Task details
Give back the full set of entries exactly, keeping each line intact.

-------- Given data

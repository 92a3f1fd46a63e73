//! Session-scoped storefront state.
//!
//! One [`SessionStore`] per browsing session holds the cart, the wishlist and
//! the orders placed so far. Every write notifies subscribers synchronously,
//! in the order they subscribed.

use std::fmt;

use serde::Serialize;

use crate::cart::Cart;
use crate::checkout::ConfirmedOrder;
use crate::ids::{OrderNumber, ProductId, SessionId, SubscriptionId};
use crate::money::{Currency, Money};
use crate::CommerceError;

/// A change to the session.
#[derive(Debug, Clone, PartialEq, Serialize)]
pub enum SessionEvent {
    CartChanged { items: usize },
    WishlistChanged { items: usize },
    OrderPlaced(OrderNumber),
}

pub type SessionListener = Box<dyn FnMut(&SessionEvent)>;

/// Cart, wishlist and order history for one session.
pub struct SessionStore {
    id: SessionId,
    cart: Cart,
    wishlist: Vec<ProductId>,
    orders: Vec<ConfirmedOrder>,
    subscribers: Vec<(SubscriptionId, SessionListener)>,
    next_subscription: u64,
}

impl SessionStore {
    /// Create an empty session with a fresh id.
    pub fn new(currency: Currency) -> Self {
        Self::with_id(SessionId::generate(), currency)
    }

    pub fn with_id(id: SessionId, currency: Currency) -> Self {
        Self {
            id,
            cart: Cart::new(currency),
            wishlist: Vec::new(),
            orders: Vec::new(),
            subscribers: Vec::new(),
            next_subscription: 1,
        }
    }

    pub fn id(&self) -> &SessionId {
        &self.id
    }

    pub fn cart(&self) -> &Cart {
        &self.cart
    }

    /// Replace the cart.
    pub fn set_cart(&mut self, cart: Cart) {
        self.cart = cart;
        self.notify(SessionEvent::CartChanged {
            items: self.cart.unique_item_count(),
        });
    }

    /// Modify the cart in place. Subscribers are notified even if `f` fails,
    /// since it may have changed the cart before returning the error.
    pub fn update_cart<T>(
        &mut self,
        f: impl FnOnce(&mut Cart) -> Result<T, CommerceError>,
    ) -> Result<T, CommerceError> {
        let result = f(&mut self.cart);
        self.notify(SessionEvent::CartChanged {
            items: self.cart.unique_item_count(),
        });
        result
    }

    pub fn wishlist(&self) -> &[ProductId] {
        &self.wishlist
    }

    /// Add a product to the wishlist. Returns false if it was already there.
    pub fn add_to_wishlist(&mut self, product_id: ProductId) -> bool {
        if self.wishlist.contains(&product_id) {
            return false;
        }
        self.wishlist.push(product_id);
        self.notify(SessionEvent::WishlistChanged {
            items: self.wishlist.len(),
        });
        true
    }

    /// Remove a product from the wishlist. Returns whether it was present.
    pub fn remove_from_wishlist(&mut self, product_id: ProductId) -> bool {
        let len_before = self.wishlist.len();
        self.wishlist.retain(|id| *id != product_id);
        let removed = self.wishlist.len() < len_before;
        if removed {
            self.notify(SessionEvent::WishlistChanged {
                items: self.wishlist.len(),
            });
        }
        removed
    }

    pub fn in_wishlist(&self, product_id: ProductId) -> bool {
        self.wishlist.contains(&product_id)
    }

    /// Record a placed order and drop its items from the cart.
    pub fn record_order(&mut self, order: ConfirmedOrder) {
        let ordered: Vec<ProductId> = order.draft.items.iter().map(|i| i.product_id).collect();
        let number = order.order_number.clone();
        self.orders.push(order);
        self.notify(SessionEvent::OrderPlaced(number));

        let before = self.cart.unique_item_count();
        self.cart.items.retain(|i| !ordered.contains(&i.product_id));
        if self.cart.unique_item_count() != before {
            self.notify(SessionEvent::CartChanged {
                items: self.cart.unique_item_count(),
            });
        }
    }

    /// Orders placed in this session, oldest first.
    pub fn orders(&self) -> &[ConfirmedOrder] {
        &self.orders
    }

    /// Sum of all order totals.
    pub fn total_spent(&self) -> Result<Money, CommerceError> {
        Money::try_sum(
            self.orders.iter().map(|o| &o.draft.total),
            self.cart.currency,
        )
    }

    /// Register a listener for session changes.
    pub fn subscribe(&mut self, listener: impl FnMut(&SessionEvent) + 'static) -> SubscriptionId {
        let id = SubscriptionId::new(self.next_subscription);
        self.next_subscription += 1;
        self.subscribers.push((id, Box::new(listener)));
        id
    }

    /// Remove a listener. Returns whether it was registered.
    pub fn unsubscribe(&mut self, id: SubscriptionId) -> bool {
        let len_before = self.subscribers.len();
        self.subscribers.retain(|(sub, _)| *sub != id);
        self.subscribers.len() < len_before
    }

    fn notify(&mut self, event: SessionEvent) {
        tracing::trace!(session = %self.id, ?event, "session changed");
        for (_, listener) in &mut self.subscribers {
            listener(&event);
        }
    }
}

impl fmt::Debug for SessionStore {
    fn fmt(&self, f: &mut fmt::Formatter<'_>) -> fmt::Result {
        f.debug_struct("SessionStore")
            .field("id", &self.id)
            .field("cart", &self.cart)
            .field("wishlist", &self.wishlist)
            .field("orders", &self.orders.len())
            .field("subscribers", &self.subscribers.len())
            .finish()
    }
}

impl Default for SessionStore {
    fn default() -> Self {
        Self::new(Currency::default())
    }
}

----------------

Response to this exercise
repository 92a3f1fd46a63e73
//! Session-scoped storefront state.
//!
//! One [`SessionStore`] per browsing session holds the cart, the wishlist and
//! the orders placed so far. Every write notifies subscribers synchronously,
//! in the order they subscribed.

use std::fmt;

use serde::Serialize;

use crate::cart::Cart;
use crate::checkout::ConfirmedOrder;
use crate::ids::{OrderNumber, ProductId, SessionId, SubscriptionId};
use crate::money::{Currency, Money};
use crate::CommerceError;

/// A change to the session.
#[derive(Debug, Clone, PartialEq, Serialize)]
pub enum SessionEvent {
    CartChanged { items: usize },
    WishlistChanged { items: usize },
    OrderPlaced(OrderNumber),
}

pub type SessionListener = Box<dyn FnMut(&SessionEvent)>;

/// Cart, wishlist and order history for one session.
pub struct SessionStore {
    id: SessionId,
    cart: Cart,
    wishlist: Vec<ProductId>,
    orders: Vec<ConfirmedOrder>,
    subscribers: Vec<(SubscriptionId, SessionListener)>,
    next_subscription: u64,
}

impl SessionStore {
    /// Create an empty session with a fresh id.
    pub fn new(currency: Currency) -> Self {
        Self::with_id(SessionId::generate(), currency)
    }

    pub fn with_id(id: SessionId, currency: Currency) -> Self {
        Self {
            id,
            cart: Cart::new(currency),
            wishlist: Vec::new(),
            orders: Vec::new(),
            subscribers: Vec::new(),
            next_subscription: 1,
        }
    }

    pub fn id(&self) -> &SessionId {
        &self.id
    }

    pub fn cart(&self) -> &Cart {
        &self.cart
    }

    /// Replace the cart.
    pub fn set_cart(&mut self, cart: Cart) {
        self.cart = cart;
        self.notify(SessionEvent::CartChanged {
            items: self.cart.unique_item_count(),
        });
    }

    /// Modify the cart in place. Subscribers are notified even if `f` fails,
    /// since it may have changed the cart before returning the error.
    pub fn update_cart<T>(
        &mut self,
        f: impl FnOnce(&mut Cart) -> Result<T, CommerceError>,
    ) -> Result<T, CommerceError> {
        let result = f(&mut self.cart);
        self.notify(SessionEvent::CartChanged {
            items: self.cart.unique_item_count(),
        });
        result
    }

    pub fn wishlist(&self) -> &[ProductId] {
        &self.wishlist
    }

    /// Add a product to the wishlist. Returns false if it was already there.
    pub fn add_to_wishlist(&mut self, product_id: ProductId) -> bool {
        if self.wishlist.contains(&product_id) {
            return false;
        }
        self.wishlist.push(product_id);
        self.notify(SessionEvent::WishlistChanged {
            items: self.wishlist.len(),
        });
        true
    }

    /// Remove a product from the wishlist. Returns whether it was present.
    pub fn remove_from_wishlist(&mut self, product_id: ProductId) -> bool {
        let len_before = self.wishlist.len();
        self.wishlist.retain(|id| *id != product_id);
        let removed = self.wishlist.len() < len_before;
        if removed {
            self.notify(SessionEvent::WishlistChanged {
                items: self.wishlist.len(),
            });
        }
        removed
    }

    pub fn in_wishlist(&self, product_id: ProductId) -> bool {
        self.wishlist.contains(&product_id)
    }

    /// Record a placed order and drop its items from the cart.
    pub fn record_order(&mut self, order: ConfirmedOrder) {
        let ordered: Vec<ProductId> = order.draft.items.iter().map(|i| i.product_id).collect();
        let number = order.order_number.clone();
        self.orders.push(order);
        self.notify(SessionEvent::OrderPlaced(number));

        let before = self.cart.unique_item_count();
        self.cart.items.retain(|i| !ordered.contains(&i.product_id));
        if self.cart.unique_item_count() != before {
            self.notify(SessionEvent::CartChanged {
                items: self.cart.unique_item_count(),
            });
        }
    }

    /// Orders placed in this session, oldest first.
    pub fn orders(&self) -> &[ConfirmedOrder] {
        &self.orders
    }

    /// Sum of all order totals.
    pub fn total_spent(&self) -> Result<Money, CommerceError> {
        Money::try_sum(
            self.orders.iter().map(|o| &o.draft.total),
            self.cart.currency,
        )
    }

    /// Register a listener for session changes.
    pub fn subscribe(&mut self, listener: impl FnMut(&SessionEvent) + 'static) -> SubscriptionId {
        let id = SubscriptionId::new(self.next_subscription);
        self.next_subscription += 1;
        self.subscribers.push((id, Box::new(listener)));
        id
    }

    /// Remove a listener. Returns whether it was registered.
    pub fn unsubscribe(&mut self, id: SubscriptionId) -> bool {
        let len_before = self.subscribers.len();
        self.subscribers.retain(|(sub, _)| *sub != id);
        self.subscribers.len() < len_before
    }

    fn notify(&mut self, event: SessionEvent) {
        tracing::trace!(session = %self.id, ?event, "session changed");
        for (_, listener) in &mut self.subscribers {
            listener(&event);
        }
    }
}

impl fmt::Debug for SessionStore {
    fn fmt(&self, f: &mut fmt::Formatter<'_>) -> fmt::Result {
        f.debug_struct("SessionStore")
            .field("id", &self.id)
            .field("cart", &self.cart)
            .field("wishlist", &self.wishlist)
            .field("orders", &self.orders.len())
            .field("subscribers", &self.subscribers.len())
            .finish()
    }
}

impl Default for SessionStore {
    fn default() -> Self {
        Self::new(Currency::default())
    }
}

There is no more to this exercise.